Frühstück um sechs
»Mitte
Dezember? — O ja, das könnte ich schaffen.«
»Gut. Dann schicken Sie sie mir
zum Überprüfen, ja? Machen Sie für sich eine Kopie von allen. Die ersten werde
ich für Mitte Januar ins Programm einsetzen, dann wahrscheinlich in Abständen
von vierzehn Tagen die weiteren bringen.
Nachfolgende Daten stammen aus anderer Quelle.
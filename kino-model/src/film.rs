use crate::ids::FilmId;

/// A film as served by the backend.
///
/// Films are read-only on the client: only membership in local sequences
/// ever changes, never the content of a `Film` itself. Wire format is JSON
/// with camelCase keys; image paths are either present or absent, never
/// empty-string defaults.
#[derive(Debug, Clone, PartialEq)]
#[cfg_attr(feature = "serde", derive(serde::Serialize, serde::Deserialize))]
#[cfg_attr(feature = "serde", serde(rename_all = "camelCase"))]
pub struct Film {
    pub id: FilmId,
    pub title: String,
    #[cfg_attr(feature = "serde", serde(default))]
    pub poster_path: Option<String>,
    #[cfg_attr(feature = "serde", serde(default))]
    pub banner_path: Option<String>,
    #[cfg_attr(feature = "serde", serde(default))]
    pub backdrop_path: Option<String>,
    #[cfg_attr(feature = "serde", serde(default))]
    pub genres: Vec<Genre>,
    #[cfg_attr(feature = "serde", serde(default))]
    pub overview: Option<String>,
    #[cfg_attr(feature = "serde", serde(default))]
    pub vote_average: Option<f64>,
    /// `YYYY-MM-DD` as produced by the backend.
    #[cfg_attr(feature = "serde", serde(default))]
    pub release_date: Option<String>,
    /// Runtime in minutes.
    #[cfg_attr(feature = "serde", serde(default))]
    pub runtime: Option<u32>,
    #[cfg_attr(feature = "serde", serde(default))]
    pub popularity: Option<f64>,
    #[cfg_attr(feature = "serde", serde(default))]
    pub budget: Option<u64>,
    #[cfg_attr(feature = "serde", serde(default))]
    pub adult: bool,
    #[cfg_attr(feature = "serde", serde(default))]
    pub directors: Vec<Credit>,
    #[cfg_attr(feature = "serde", serde(default))]
    pub actors: Vec<Credit>,
    #[cfg_attr(feature = "serde", serde(default))]
    pub writers: Vec<Credit>,
}

#[derive(Debug, Clone, PartialEq, Eq)]
#[cfg_attr(feature = "serde", derive(serde::Serialize, serde::Deserialize))]
pub struct Genre {
    pub id: i64,
    pub name: String,
}

/// A credit record (director, actor or writer).
#[derive(Debug, Clone, PartialEq)]
#[cfg_attr(feature = "serde", derive(serde::Serialize, serde::Deserialize))]
#[cfg_attr(feature = "serde", serde(rename_all = "camelCase"))]
pub struct Credit {
    pub id: i64,
    pub name: String,
    #[cfg_attr(feature = "serde", serde(default))]
    pub profile_path: Option<String>,
    #[cfg_attr(feature = "serde", serde(default))]
    pub popularity: Option<f64>,
}

impl Film {
    /// Rating with the backend's "absent means unrated" collapsed to 0.
    pub fn rating(&self) -> f64 {
        self.vote_average.unwrap_or(0.0)
    }

    /// Release year parsed from the wire date, if any.
    pub fn release_year(&self) -> Option<i32> {
        self.release_date
            .as_deref()
            .and_then(|d| d.split('-').next())
            .and_then(|y| y.parse().ok())
    }

    /// Runtime formatted as `2h 16m`, or `None` when the backend omitted it.
    pub fn runtime_display(&self) -> Option<String> {
        self.runtime
            .map(|mins| format!("{}h {}m", mins / 60, mins % 60))
    }

    /// Actors ordered by descending popularity, for the detail view.
    pub fn actors_by_popularity(&self) -> Vec<&Credit> {
        let mut actors: Vec<&Credit> = self.actors.iter().collect();
        actors.sort_by(|a, b| {
            b.popularity
                .unwrap_or(0.0)
                .total_cmp(&a.popularity.unwrap_or(0.0))
        });
        actors
    }
}

#[cfg(test)]
mod tests {
    use super::*;

    #[cfg(feature = "serde")]
    #[test]
    fn film_deserializes_from_backend_json() {
        let json = r#"{
            "id": 27205,
            "title": "Inception",
            "posterPath": "/inception.jpg",
            "backdropPath": "/inception-wide.jpg",
            "genres": [{"id": 28, "name": "Action"}, {"id": 878, "name": "Science Fiction"}],
            "overview": "A thief who steals corporate secrets.",
            "voteAverage": 8.4,
            "releaseDate": "2010-07-15",
            "runtime": 148,
            "popularity": 91.5,
            "budget": 160000000,
            "actors": [{"id": 6193, "name": "Leonardo DiCaprio", "profilePath": "/leo.jpg", "popularity": 45.0}]
        }"#;

        let film: Film = serde_json::from_str(json).unwrap();
        assert_eq!(film.id, FilmId(27205));
        assert_eq!(film.genres.len(), 2);
        assert_eq!(film.release_year(), Some(2010));
        assert_eq!(film.runtime_display().as_deref(), Some("2h 28m"));
        assert!(film.banner_path.is_none());
        assert!(!film.adult);
        assert!(film.directors.is_empty());
    }

    #[cfg(feature = "serde")]
    #[test]
    fn sparse_film_defaults_are_absent_not_empty() {
        let film: Film = serde_json::from_str(r#"{"id": 1, "title": "Untitled"}"#).unwrap();
        assert_eq!(film.rating(), 0.0);
        assert!(film.poster_path.is_none());
        assert!(film.overview.is_none());
        assert!(film.release_year().is_none());
    }

    #[test]
    fn actors_sort_by_popularity_descending() {
        let film = Film {
            id: FilmId(1),
            title: "T".into(),
            poster_path: None,
            banner_path: None,
            backdrop_path: None,
            genres: vec![],
            overview: None,
            vote_average: None,
            release_date: None,
            runtime: None,
            popularity: None,
            budget: None,
            adult: false,
            directors: vec![],
            actors: vec![
                Credit {
                    id: 1,
                    name: "Bit Part".into(),
                    profile_path: None,
                    popularity: Some(2.0),
                },
                Credit {
                    id: 2,
                    name: "Lead".into(),
                    profile_path: None,
                    popularity: Some(50.0),
                },
                Credit {
                    id: 3,
                    name: "Unknown".into(),
                    profile_path: None,
                    popularity: None,
                },
            ],
            writers: vec![],
        };

        let ordered = film.actors_by_popularity();
        assert_eq!(ordered[0].name, "Lead");
        assert_eq!(ordered[2].name, "Unknown");
    }
}
use iced::widget::{Space, button, column, container, row, text, text_input};
use iced::{Element, Length};

use crate::messages::{Message, auth};
use crate::state::LoginForm;
use crate::theme;

pub fn view(form: &LoginForm) -> Element<'_, Message> {
    let mut content = column![
        text("KINO").size(46).color(theme::TEXT_BRIGHT),
        Space::with_height(6),
        text("Welcome back!").size(28).color(theme::TEXT_PRIMARY),
        Space::with_height(24),
    ]
    .align_x(iced::Alignment::Center)
    .max_width(360);

    if let Some(info) = &form.info {
        content = content.push(text(info.as_str()).size(14).color(theme::SUCCESS));
        content = content.push(Space::with_height(12));
    }

    content = content.push(labeled_input(
        "Name",
        text_input("", &form.name)
            .on_input(|v| Message::Auth(auth::Message::NameChanged(v)))
            .padding(8)
            .style(theme::underline_input),
    ));
    content = content.push(Space::with_height(16));
    content = content.push(labeled_input(
        "Password",
        text_input("", &form.password)
            .secure(!form.show_password)
            .on_input(|v| Message::Auth(auth::Message::PasswordChanged(v)))
            .on_submit(Message::Auth(auth::Message::SubmitLogin))
            .padding(8)
            .style(theme::underline_input),
    ));
    content = content.push(
        row![
            Space::with_width(Length::Fill),
            button(
                text(if form.show_password { "hide" } else { "show" })
                    .size(12)
                    .color(theme::TEXT_DIMMED)
            )
            .on_press(Message::Auth(auth::Message::TogglePasswordVisibility))
            .style(theme::ghost_button),
        ]
        .width(Length::Fill),
    );

    if let Some(error) = &form.error {
        content = content.push(Space::with_height(10));
        content = content.push(text(error.as_str()).size(13).color(theme::DANGER));
    }

    content = content.push(Space::with_height(24));
    content = content.push(
        button(
            text(if form.submitting { "Logging in..." } else { "Log in" })
                .size(16)
                .width(Length::Fill)
                .align_x(iced::alignment::Horizontal::Center),
        )
        .width(Length::Fill)
        .padding(12)
        .on_press_maybe((!form.submitting).then_some(Message::Auth(auth::Message::SubmitLogin)))
        .style(theme::pill_button),
    );

    content = content.push(Space::with_height(16));
    content = content.push(
        row![
            text("Don't have an account?").size(13).color(theme::TEXT_DIMMED),
            button(text("Sign Up!").size(13))
                .on_press(Message::Auth(auth::Message::GoToSignUp))
                .style(theme::ghost_button),
        ]
        .spacing(4)
        .align_y(iced::Alignment::Center),
    );

    container(content)
        .width(Length::Fill)
        .height(Length::Fill)
        .align_x(iced::alignment::Horizontal::Center)
        .align_y(iced::alignment::Vertical::Center)
        .style(theme::screen)
        .into()
}

fn labeled_input<'a>(
    label: &'a str,
    input: text_input::TextInput<'a, Message>,
) -> Element<'a, Message> {
    column![
        text(label).size(13).color(theme::TEXT_DIMMED),
        Space::with_height(2),
        input,
    ]
    .width(Length::Fill)
    .into()
}
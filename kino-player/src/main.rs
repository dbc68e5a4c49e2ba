use kino_player::app::{self, AppConfig};

use env_logger::{Builder, Target};
use log::LevelFilter;

fn init_logger() {
    Builder::new()
        .target(Target::Stdout)
        .filter_level(LevelFilter::Warn)
        .filter_module("kino_player", LevelFilter::Debug)
        .init();
}

fn main() -> iced::Result {
    if std::env::var("RUST_LOG").is_err() {
        init_logger();
    } else {
        env_logger::init();
    }

    let config = AppConfig::from_environment();
    log::info!("[Main] starting Kino against {}", config.api_base_url);

    app::run(config)
}
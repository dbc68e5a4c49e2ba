/// Strongly typed ID for films.
///
/// Backend ids are opaque integers; the newtype keeps them from being
/// confused with list indices anywhere in the client.
#[derive(Debug, Clone, PartialEq, Eq, PartialOrd, Ord, Hash, Copy)]
#[cfg_attr(feature = "serde", derive(serde::Serialize, serde::Deserialize))]
#[cfg_attr(feature = "serde", serde(transparent))]
pub struct FilmId(pub i64);

impl FilmId {
    pub fn as_i64(&self) -> i64 {
        self.0
    }
}

impl From<i64> for FilmId {
    fn from(raw: i64) -> Self {
        FilmId(raw)
    }
}

impl std::fmt::Display for FilmId {
    fn fmt(&self, f: &mut std::fmt::Formatter<'_>) -> std::fmt::Result {
        write!(f, "{}", self.0)
    }
}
Könnten Sie kurz nach Neujahr zur
Prüfung Ihrer Stimme und für die Aufnahmen in die Stadt kommen?«
Ich wünschte, es hätte sich ein
anderer Zeitpunkt finden lassen, denn im Januar konnte Paul sehr schlecht die
Farm verlassen, das hatte er mir ja im letzten Jahr deutlich gemacht mit der
Erklärung, erhätte nur im Februar Zeit, mich zu heiraten. Ich sagte
aber Miss Graham zu und fuhr auf dem Heimweg schneller als vernünftig war, um
zunächst zu Larry zu kommen, denn ich hatte seit Beginn des Rundfunkplans noch
nicht den Kopf von der Schreibmaschine erhoben, um die Neuigkeit >in die
Welt< zu telefonieren. Jetzt hielt mich nichts mehr, ich mußte es ihr
erzählen.
Larry war hingerissen. »Wie
wundervoll, Liebste!« rief sie. »Ich sehe dich schon als richtige
Rundfunktante, immer freundlich und verständnisvoll, wenn die Leute dir
schüchtern ihre Fragen schicken, wie sie die beste Currysauce machen oder sich
die Liebe ihres Mannes erhalten können. Das muß ja riesigen Spaß machen! Und du
solltest deine Vorträge auf mein Niveau abstellen, denn ich bin einer der
sogenannten Durchschnittshörer und ich höre tatsächlich manchmal die Frauenstunde.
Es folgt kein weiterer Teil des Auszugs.